While owner Craig Leopold said he wanted to tweak the lineup after losing in the first-round this year, many felt that he wanted to alter the team’s core of Charlie Coyle, Zucker and Nino Niederreiter. While Fenton has talked about those three, it is believed he’s talked about almost every player on the team, but hasn’t found a good enough deal yet to pull the trigger. Of course, Coyle and Niederreiter are coming off down seasons, which is not the best time to be shopping them. The 26-year-old Coyle has been with the team for six seasons, but after two straight seasons in which his stats increased significantly, Coyle struggled this year, posting 11 goals and 37 points in 66 games. A lot of that has to do with injuries as he broke his fibula early in the season and then had surgery on both of his wrists after the season, suggesting he was never fully healthy. Niederreiter also suffered a broken fibula as well as dealt with a high ankle sprain, which prompted his season to slip from 25 goals and 57 points to just 18 goals and 32 points in 63 games. Neither made for good trade bait. Zucker himself put up solid numbers last year with career highs in goals (33) and points (64), but he was a restricted free agent, which many teams shy away from.
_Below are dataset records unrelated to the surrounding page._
use anyhow::Result;
use clap::Parser;
use std::path::Path;
use tracing::warn;
use tracing_subscriber::EnvFilter;

use p2pwatch::app;
use p2pwatch::application::Cli;
use p2pwatch::config::{Config, Secrets};

#[tokio::main]
async fn main() -> Result<()> {
    dotenv::dotenv().ok();
    tracing_subscriber::fmt()
        .with_env_filter(EnvFilter::try_from_default_env().unwrap_or_else(|_| EnvFilter::new("info")))
        .init();
    let cli = Cli::parse();

    if !Path::new(&cli.config).exists() {
        warn!("Config file {} not found, using defaults", cli.config);
    }
    let mut cfg = Config::load_or_default(&cli.config)?;
    cli.apply_overrides(&mut cfg);
    cfg.validate()?;
    if cli.needs_secrets() {
        // missing chat credentials fail before any fetch
        Secrets::from_env()?;
    }

    app::run(cfg, cli.command).await
}
//! Application services and use cases

use chrono::Utc;
use futures::future::join_all;
use std::sync::Arc;
use tracing::{error, info, warn};

use crate::config::{Config, FiatCfg, MarketCfg};
use crate::domain::market::{AnalyzerConfig, MarketAnalyzer};
use crate::domain::rates::RateCalculator;
use crate::domain::snapshot::{FetchedListings, Snapshot, SnapshotAssembler};
use crate::exchanges::api_clients::ListingFetcher;
use crate::exchanges::types::{Listing, ListingQuery};
use crate::infrastructure::storage::SnapshotStore;
use crate::shared::types::Direction;

/// Fetch → analyze → (store) pipeline shared by the CLI, the bot and the scheduler
pub struct MarketService {
    fetcher: Arc<dyn ListingFetcher>,
    assembler: SnapshotAssembler,
    market: MarketCfg,
    store: Option<Arc<dyn SnapshotStore>>,
}

impl MarketService {
    pub fn new(fetcher: Arc<dyn ListingFetcher>, assembler: SnapshotAssembler, market: MarketCfg) -> Self {
        Self {
            fetcher,
            assembler,
            market,
            store: None,
        }
    }

    pub fn from_config(cfg: &Config, fetcher: Arc<dyn ListingFetcher>) -> Self {
        let analyzer = MarketAnalyzer::new(AnalyzerConfig {
            outlier_band: cfg.analysis.outlier_band_fraction,
            use_volume_weighting: cfg.analysis.use_volume_weighting,
            price_decimals: cfg.analysis.price_decimals,
        });
        let calculator = RateCalculator::new(cfg.rates.margins_pct.clone(), cfg.analysis.rate_decimals);
        let assembler = SnapshotAssembler::new(analyzer, calculator, cfg.analysis.remittance_sample_size);
        Self::new(fetcher, assembler, cfg.market.clone())
    }

    pub fn with_store(mut self, store: Arc<dyn SnapshotStore>) -> Self {
        self.store = Some(store);
        self
    }

    pub fn market(&self) -> &MarketCfg {
        &self.market
    }

    fn query(&self, direction: Direction, fiat: &FiatCfg) -> ListingQuery {
        let mut query = ListingQuery::new(self.market.asset.clone(), direction, fiat.code.clone())
            .with_page(fiat.page, fiat.rows);
        query.merchant_only = self.market.merchant_only;
        query
    }

    /// Issue the four independent fetches concurrently
    pub async fn fetch_all(&self) -> FetchedListings {
        let queries = [
            self.query(Direction::Buy, &self.market.source),
            self.query(Direction::Sell, &self.market.source),
            self.query(Direction::Buy, &self.market.target),
            self.query(Direction::Sell, &self.market.target),
        ];

        let results: Vec<Vec<Listing>> =
            join_all(queries.iter().map(|q| self.fetcher.fetch_listings(q))).await;

        for (query, listings) in queries.iter().zip(results.iter()) {
            if listings.is_empty() {
                warn!("⚠️ No listings for {} {}", query.pair(), query.direction);
            } else {
                info!("📥 {} {} listings for {}", listings.len(), query.direction, query.pair());
            }
        }

        let mut results = results.into_iter();
        FetchedListings {
            source_buy: results.next().unwrap_or_default(),
            source_sell: results.next().unwrap_or_default(),
            target_buy: results.next().unwrap_or_default(),
            target_sell: results.next().unwrap_or_default(),
        }
    }

    /// Run one full collection. Storage failures are logged and never abort the run.
    pub async fn collect(&self, persist: bool) -> Snapshot {
        info!("📊 Collecting snapshot {}-{}/{}", self.market.asset, self.market.source.code, self.market.target.code);
        let fetched = self.fetch_all().await;
        let snapshot = self.assembler.assemble(
            &self.market.asset,
            &self.market.source.code,
            &self.market.target.code,
            fetched,
            Utc::now(),
        );

        if persist {
            match &self.store {
                Some(store) => match store.save_snapshot(&snapshot) {
                    Ok(()) => info!("✅ Snapshot {} persisted", snapshot.run_id),
                    Err(e) => error!("❌ Failed to persist snapshot {}: {}", snapshot.run_id, e),
                },
                None => warn!("No snapshot store configured, skipping persistence"),
            }
        }
        snapshot
    }
}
Other players would have been even more difficult to move considering that Zach Parise is locked up at $7.54MM for the next seven years and has a no movement clause. Ryan Sutter is coming off a serious injury, while Mikko Koivu holds a no-trade clause after signing his two-year extension. Eric Staal, Devan Dubnyk and Jared Spurgeon all have modified no-trade clauses, but were not asked to submit their no-trade lists at the NHL Entry draft in June, suggesting the team had no interest in moving any of them.
With all those issues, it’s no wonder that Fenton and the Wild were unable to shake up the roster like many thought they would. The only positive scenario is that the team, which should be healthier this year, should return to the playoffs again and might be able to turn their fortunes around from then on. The team has a number of young players, who could have breakout seasons, including Joel Eriksson Ek, Jordan Greenway and Nick Seeler who could help take the team to the next level.